Work that I Didn’t Take
I was also offered two mobile notary jobs during the day that I had to refer to another notary. They would have paid $50 each and could have taken an hour each, but my schedule would not permit me to do them comfortably. There was too much going on at my office and I referred these to a local colleague. So, the jobs that I didn’t take would have yielded another $100 and on a different week, I would have taken them and might have also had an assignment or two from my main loan signing client whose loans I take no matter what.
Not HUGE amounts, but this is a realistic amount for short hours like mine.
The jobs mentioned above are realistic if you work more more than 2.5 hours per day at your notary business. It’s true that I received tips over my usual asking fee, and you can’t always plan to get tips. However, if you are patient with older folks while their adult kids are there, the kids are extremely grateful. Also, if you show interest in a hyperactive little boy and talk nonsense with him for a few minutes so that his parents know they can relax and breathe in your presence, you might be gifted an extra few dollars for that.

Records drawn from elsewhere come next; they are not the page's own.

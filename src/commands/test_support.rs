//! Fixture files for command tests.

use crate::cli::InputArgs;
use std::path::Path;
use tempfile::TempDir;

pub(crate) const SNAPSHOT: &str = r#"
- metadata:
    name: web-a
    namespace: ns1
    uid: uid-a
    ownerReferences:
      - { apiVersion: apps/v1, kind: ReplicaSet, name: web, uid: rs-1, controller: true }
- metadata:
    name: web-b
    namespace: ns1
    uid: uid-b
    ownerReferences:
      - { apiVersion: apps/v1, kind: ReplicaSet, name: web, uid: rs-1, controller: true }
- metadata:
    name: standalone
    namespace: ns1
    uid: pod-uid-123
- metadata:
    name: legacy
    namespace: ns1
    uid: uid-legacy
    annotations:
      kubernetes.io/created-by: "{broken"
"#;

pub(crate) const ACTIONS: &str = r#"
- uuid: a-1
  actionType: MOVE
  targetSE: { id: uid-a, entityType: CONTAINER_POD }
- uuid: a-2
  actionType: MOVE
  targetSE: { id: uid-b, entityType: CONTAINER_POD }
- uuid: a-3
  actionType: RESIZE
  targetSE: { id: c-9, entityType: CONTAINER }
  hostedBySE: { id: pod-uid-123, entityType: CONTAINER_POD }
- uuid: a-4
  actionType: PROVISION
  targetSE: { id: vm-77, entityType: VIRTUAL_MACHINE }
"#;

/// Write the snapshot and the given action list into a temp dir.
pub(crate) fn write_input(actions: &str) -> (TempDir, InputArgs) {
    let dir = TempDir::new().unwrap();
    write(dir.path(), "pods.yaml", SNAPSHOT);
    write(dir.path(), "actions.yaml", actions);

    let input = InputArgs {
        snapshot: Some(dir.path().join("pods.yaml")),
        actions: dir.path().join("actions.yaml"),
    };
    (dir, input)
}

fn write(dir: &Path, name: &str, content: &str) {
    std::fs::write(dir.join(name), content).unwrap();
}
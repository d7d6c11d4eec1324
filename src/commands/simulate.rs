//! Implementation of the `actionlock simulate` command.
//!
//! Runs the action items through the lock-gated executor with a handler that
//! only sleeps, so lock contention between actions can be observed offline.

use super::load_input;
use crate::action::{ActionExecutor, ActionItem, ActionLockStore, ActionResult};
use crate::cli::SimulateArgs;
use crate::config::Config;
use crate::error::{ActionLockError, Result};
use crate::locks::ExpirationMap;
use std::sync::Arc;
use std::thread;
use std::time::Duration;

/// Run every action and return the results in input order.
pub(crate) fn run_simulation(args: &SimulateArgs, config: &Config) -> Result<Vec<ActionResult>> {
    let input = load_input(&args.input)?;

    let mut timings = config.lock_timings();
    if let Some(secs) = args.wait_timeout_secs {
        timings.wait_timeout = Duration::from_secs(secs);
    }

    let lock_map = Arc::new(ExpirationMap::new(config.lock_ttl()));
    let store = ActionLockStore::new(Arc::clone(&lock_map), input.pods).with_timings(timings);
    let executor = ActionExecutor::new(store).with_keep_renew(config.keep_renew);

    let hold = Duration::from_millis(args.hold_ms);
    let handler = |item: &ActionItem| -> Result<()> {
        thread::sleep(hold);
        if args.fail.iter().any(|uuid| uuid == &item.uuid) {
            return Err(ActionLockError::ActionFailed {
                action: item.uuid.clone(),
                reason: "simulated failure".to_string(),
            });
        }
        Ok(())
    };

    let results = executor.execute_all(&input.actions, &handler);

    let leaked = lock_map.list();
    if !leaked.is_empty() {
        tracing::warn!(count = leaked.len(), "locks still held after simulation");
    }
    Ok(results)
}

/// Execute the `actionlock simulate` command.
pub fn cmd_simulate(args: SimulateArgs, config: &Config) -> Result<()> {
    let results = run_simulation(&args, config)?;

    if args.json {
        let json = serde_json::to_string_pretty(&results).map_err(|e| {
            ActionLockError::UserError(format!("failed to serialize results: {}", e))
        })?;
        println!("{}", json);
    } else {
        for result in &results {
            println!(
                "{:<12} {:<10} {:<30} {}",
                result.uuid,
                format!("{:?}", result.state).to_uppercase(),
                result.lock_key.as_deref().unwrap_or("-"),
                result.description
            );
        }
    }

    let failed = results.iter().filter(|r| !r.is_success()).count();
    if failed > 0 {
        return Err(ActionLockError::ActionFailed {
            action: format!("{} of {}", failed, results.len()),
            reason: "see results above".to_string(),
        });
    }
    Ok(())
}
//! Command implementations for actionlock.
//!
//! This module provides the dispatcher that routes CLI commands to their
//! implementations, plus the input loading shared by those commands.

mod key;
mod simulate;

use crate::action::{ActionItem, PodLookup};
use crate::cli::{Command, InputArgs};
use crate::cluster::ClusterSnapshot;
use crate::config::Config;
use crate::error::{ActionLockError, Result};
use std::sync::Arc;

/// Dispatch a command to its implementation.
///
/// This is the main entry point for command execution. Each command
/// is routed to its handler function.
pub fn dispatch(command: Command, config: &Config) -> Result<()> {
    match command {
        Command::Key(args) => key::cmd_key(args, config),
        Command::Simulate(args) => simulate::cmd_simulate(args, config),
        Command::Config => cmd_config(config),
    }
}

fn cmd_config(config: &Config) -> Result<()> {
    print!("{}", config.to_yaml()?);
    Ok(())
}

/// Action items and the pod lookup resolving them.
pub(crate) struct LoadedInput {
    pub actions: Vec<ActionItem>,
    pub pods: Arc<dyn PodLookup>,
}

/// Load the action list and, when given, the cluster snapshot.
///
/// Without a snapshot every action resolves to its target entity id.
pub(crate) fn load_input(input: &InputArgs) -> Result<LoadedInput> {
    let content = std::fs::read_to_string(&input.actions).map_err(|e| {
        ActionLockError::UserError(format!(
            "failed to read action items '{}': {}",
            input.actions.display(),
            e
        ))
    })?;
    let actions = ActionItem::list_from_yaml(&content)?;

    let snapshot = match &input.snapshot {
        Some(path) => ClusterSnapshot::load(path)?,
        None => ClusterSnapshot::default(),
    };

    Ok(LoadedInput {
        actions,
        pods: Arc::new(snapshot),
    })
}

#[cfg(test)]
pub(crate) mod test_support;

Since I work full-time and have my writing work, as well, I do not grab every little bit that comes my way. But, this works for me. Having my writing and full-time job income means that I don’t have to charge veterans for notarizing documents. I love giving them that gift. Notaries public are more than “Stampers for Dollars.”
On the other hand, you may feel inclined to work more hours after 5 o’clock than I do.

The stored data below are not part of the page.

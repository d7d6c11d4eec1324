//! Configuration model for the action lock agent.
//!
//! This module defines the Config struct read from a YAML file. It supports
//! forward-compatible parsing (unknown fields are ignored), sensible defaults
//! for every field, and validation of config values.

mod model;
mod operations;
pub mod types;


// Re-export public API
pub use model::Config;
pub use types::LogFormat;
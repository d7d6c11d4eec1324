//! Action lock policy.
//!
//! Maps an incoming action item to its serialization domain and hands out the
//! lock for it:
//! - [`ActionLockStore::get_lock`] is the single entry point the execution
//!   pipeline calls before mutating cluster state
//! - [`ActionExecutor`] wraps a handler in get-lock, keep-renew, execute and
//!   release, turning every outcome into an [`ActionResult`]
//!
//! Pod lookup and owner resolution are injected through the [`PodLookup`] and
//! [`OwnerResolver`] traits, both implemented for plain closures, so key
//! derivation can be exercised without a cluster.

mod executor;
pub mod key;
mod lock_store;
mod model;
mod owner;


// Re-export public API
pub use executor::{ActionExecutor, ActionHandler, ActionResponseState, ActionResult};
pub use lock_store::{
    ActionLockStore, DEFAULT_POLL_INTERVAL, DEFAULT_WAIT_TIMEOUT, LockTimings, PodLookup,
};
pub use model::{ActionItem, ActionType, EntityDto, EntityType};
pub use owner::{
    CREATED_BY_ANNOTATION, ControllerRef, OwnerResolver, PodMetadataOwnerResolver, pod_identifier,
};
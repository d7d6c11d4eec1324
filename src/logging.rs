//! Log subscriber setup for the actionlock CLI.

use crate::config::LogFormat;
use tracing_subscriber::EnvFilter;

/// Build the event filter: `RUST_LOG` when set, otherwise a default that is
/// more talkative about lock handling when `verbose` is on.
pub fn env_filter(verbose: bool) -> EnvFilter {
    EnvFilter::try_from_default_env().unwrap_or_else(|_| {
        if verbose {
            EnvFilter::new("info,actionlock=debug")
        } else {
            EnvFilter::new("warn,actionlock=info")
        }
    })
}

/// Install the global subscriber writing to stderr.
///
/// Calling this twice keeps the first subscriber.
pub fn init(format: LogFormat, verbose: bool) {
    let builder = tracing_subscriber::fmt()
        .with_env_filter(env_filter(verbose))
        .with_writer(std::io::stderr)
        .with_target(false);

    // Fails only when a subscriber is already installed.
    let _ = match format {
        LogFormat::Text => builder.try_init(),
        LogFormat::Json => builder.json().try_init(),
    };
}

What would make moonlighting as a notary “worth it” to you?
You will need to figure out exactly what your goals are and how you will reach your targeted population. Start your marketing efforts with a tall stack of business cards advertising your services as a mobile notary. Give out a certain amount daily. At the end of giving out your first 100 business cards, you should have at least one new client. It will start slow but grow a little faster as time goes by and you become more known.
Moonlighting Offers the Perception of Choices
One hidden benefit of moonlighting with your notary business is that you may become more satisfied in your current job situation. Even if you can’t immediately go full-time as a notary, the knowledge that it is a possibility has a way of changing your view. Knowing that you have choices may change how you feel about working full-time for someone else.
Many people hate working at a job. The 8-to-5 grind wears them down because it feels as if they have no choice except to work for someone else.
When I started my notary business years ago, a world of possibility opened up to me. My perception changed. Going to work at a J-O-B changed from me working as a requirement to knowing that I was working at my job by choice. Today, I think of my job as “This is what I do during the day to help support my lifestyle.”
May you all find perfect balance in your notary career paths!